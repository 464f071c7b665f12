//! Command-driven synth running inside the output callback
//!
//! Control threads push `SynthCommand`s through a lock-free SPSC queue;
//! the audio callback drains the queue and renders additive sine voices
//! with exponential decay. Nothing in the render path allocates or locks.
//!
//! The metronome uses two pitches a semitone apart, a "tick" on accented
//! downbeats and a "tack" elsewhere, so the singer can hear the measure
//! without counting.

use crate::music;

/// Metronome "tack" pitch on ordinary beats (F5)
const CLICK_MIDI: i32 = 77;

/// Metronome "tick" pitch on accented downbeats (E5)
const ACCENT_CLICK_MIDI: i32 = 76;

const CLICK_DURATION_MS: u32 = 60;

/// Simultaneous voice cap; the oldest voice is stolen beyond it
const MAX_VOICES: usize = 16;

/// Capacity of the control-to-callback command queue
const COMMAND_CAPACITY: usize = 64;

/// Commands the control threads send into the output callback
#[derive(Debug, Clone, Copy, PartialEq, Eq)]
pub enum SynthCommand {
    /// Sound an instrument tone
    Note { midi_note: i32, duration_ms: u32 },
    /// Sound a metronome click
    Click { accented: bool },
}

/// Lock-free SPSC command queue into the audio callback
pub fn synth_channel() -> (rtrb::Producer<SynthCommand>, rtrb::Consumer<SynthCommand>) {
    rtrb::RingBuffer::new(COMMAND_CAPACITY)
}

/// One decaying sine voice
struct Voice {
    phase: f32,
    phase_inc: f32,
    amplitude: f32,
    decay: f32,
    remaining: u64,
}

impl Voice {
    fn new(frequency: f32, amplitude: f32, duration_samples: u64) -> Self {
        // ~80dB of decay across the nominal duration
        let decay = 1e-4f32.powf(1.0 / duration_samples.max(1) as f32);
        Self {
            phase: 0.0,
            phase_inc: frequency * std::f32::consts::TAU,
            amplitude,
            decay,
            remaining: duration_samples,
        }
    }
}

/// Additive sine synth owned by the output callback
pub struct Synth {
    sample_rate: u32,
    voices: Vec<Voice>,
    commands: rtrb::Consumer<SynthCommand>,
}

impl Synth {
    pub fn new(sample_rate: u32, commands: rtrb::Consumer<SynthCommand>) -> Self {
        Self {
            sample_rate,
            voices: Vec::with_capacity(MAX_VOICES),
            commands,
        }
    }

    fn spawn(&mut self, midi_note: i32, amplitude: f32, duration_ms: u32) {
        let frequency = music::hz_from_midi(midi_note);
        let duration_samples = self.sample_rate as u64 * duration_ms as u64 / 1000;
        if self.voices.len() >= MAX_VOICES {
            self.voices.remove(0);
        }
        self.voices.push(Voice::new(frequency, amplitude, duration_samples));
    }

    fn drain_commands(&mut self) {
        while let Ok(command) = self.commands.pop() {
            match command {
                SynthCommand::Note { midi_note, duration_ms } => {
                    self.spawn(midi_note, 0.3, duration_ms);
                }
                SynthCommand::Click { accented } => {
                    let (midi, amplitude) = if accented {
                        (ACCENT_CLICK_MIDI, 0.5)
                    } else {
                        (CLICK_MIDI, 0.35)
                    };
                    self.spawn(midi, amplitude, CLICK_DURATION_MS);
                }
            }
        }
    }

    /// Render one mono buffer, mixing all live voices
    pub fn render(&mut self, out: &mut [f32]) {
        self.drain_commands();
        out.fill(0.0);

        let dt = 1.0 / self.sample_rate as f32;
        for voice in &mut self.voices {
            for sample in out.iter_mut() {
                if voice.remaining == 0 {
                    break;
                }
                *sample += voice.phase.sin() * voice.amplitude;
                voice.phase = (voice.phase + voice.phase_inc * dt) % std::f32::consts::TAU;
                voice.amplitude *= voice.decay;
                voice.remaining -= 1;
            }
        }
        self.voices.retain(|v| v.remaining > 0 && v.amplitude > 1e-4);

        // Headroom clamp; voices are quiet enough that this rarely bites
        for sample in out.iter_mut() {
            *sample = sample.clamp(-1.0, 1.0);
        }
    }
}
....................
● Description of the task
What you return should match the listing above exactly.

● Completed task
repository 464f071c7b665f12
//! Command-driven synth running inside the output callback
//!
//! Control threads push `SynthCommand`s through a lock-free SPSC queue;
//! the audio callback drains the queue and renders additive sine voices
//! with exponential decay. Nothing in the render path allocates or locks.
//!
//! The metronome uses two pitches a semitone apart, a "tick" on accented
//! downbeats and a "tack" elsewhere, so the singer can hear the measure
//! without counting.

use crate::music;

/// Metronome "tack" pitch on ordinary beats (F5)
const CLICK_MIDI: i32 = 77;

/// Metronome "tick" pitch on accented downbeats (E5)
const ACCENT_CLICK_MIDI: i32 = 76;

const CLICK_DURATION_MS: u32 = 60;

/// Simultaneous voice cap; the oldest voice is stolen beyond it
const MAX_VOICES: usize = 16;

/// Capacity of the control-to-callback command queue
const COMMAND_CAPACITY: usize = 64;

/// Commands the control threads send into the output callback
#[derive(Debug, Clone, Copy, PartialEq, Eq)]
pub enum SynthCommand {
    /// Sound an instrument tone
    Note { midi_note: i32, duration_ms: u32 },
    /// Sound a metronome click
    Click { accented: bool },
}

/// Lock-free SPSC command queue into the audio callback
pub fn synth_channel() -> (rtrb::Producer<SynthCommand>, rtrb::Consumer<SynthCommand>) {
    rtrb::RingBuffer::new(COMMAND_CAPACITY)
}

/// One decaying sine voice
struct Voice {
    phase: f32,
    phase_inc: f32,
    amplitude: f32,
    decay: f32,
    remaining: u64,
}

impl Voice {
    fn new(frequency: f32, amplitude: f32, duration_samples: u64) -> Self {
        // ~80dB of decay across the nominal duration
        let decay = 1e-4f32.powf(1.0 / duration_samples.max(1) as f32);
        Self {
            phase: 0.0,
            phase_inc: frequency * std::f32::consts::TAU,
            amplitude,
            decay,
            remaining: duration_samples,
        }
    }
}

/// Additive sine synth owned by the output callback
pub struct Synth {
    sample_rate: u32,
    voices: Vec<Voice>,
    commands: rtrb::Consumer<SynthCommand>,
}

impl Synth {
    pub fn new(sample_rate: u32, commands: rtrb::Consumer<SynthCommand>) -> Self {
        Self {
            sample_rate,
            voices: Vec::with_capacity(MAX_VOICES),
            commands,
        }
    }

    fn spawn(&mut self, midi_note: i32, amplitude: f32, duration_ms: u32) {
        let frequency = music::hz_from_midi(midi_note);
        let duration_samples = self.sample_rate as u64 * duration_ms as u64 / 1000;
        if self.voices.len() >= MAX_VOICES {
            self.voices.remove(0);
        }
        self.voices.push(Voice::new(frequency, amplitude, duration_samples));
    }

    fn drain_commands(&mut self) {
        while let Ok(command) = self.commands.pop() {
            match command {
                SynthCommand::Note { midi_note, duration_ms } => {
                    self.spawn(midi_note, 0.3, duration_ms);
                }
                SynthCommand::Click { accented } => {
                    let (midi, amplitude) = if accented {
                        (ACCENT_CLICK_MIDI, 0.5)
                    } else {
                        (CLICK_MIDI, 0.35)
                    };
                    self.spawn(midi, amplitude, CLICK_DURATION_MS);
                }
            }
        }
    }

    /// Render one mono buffer, mixing all live voices
    pub fn render(&mut self, out: &mut [f32]) {
        self.drain_commands();
        out.fill(0.0);

        let dt = 1.0 / self.sample_rate as f32;
        for voice in &mut self.voices {
            for sample in out.iter_mut() {
                if voice.remaining == 0 {
                    break;
                }
                *sample += voice.phase.sin() * voice.amplitude;
                voice.phase = (voice.phase + voice.phase_inc * dt) % std::f32::consts::TAU;
                voice.amplitude *= voice.decay;
                voice.remaining -= 1;
            }
        }
        self.voices.retain(|v| v.remaining > 0 && v.amplitude > 1e-4);

        // Headroom clamp; voices are quiet enough that this rarely bites
        for sample in out.iter_mut() {
            *sample = sample.clamp(-1.0, 1.0);
        }
    }
}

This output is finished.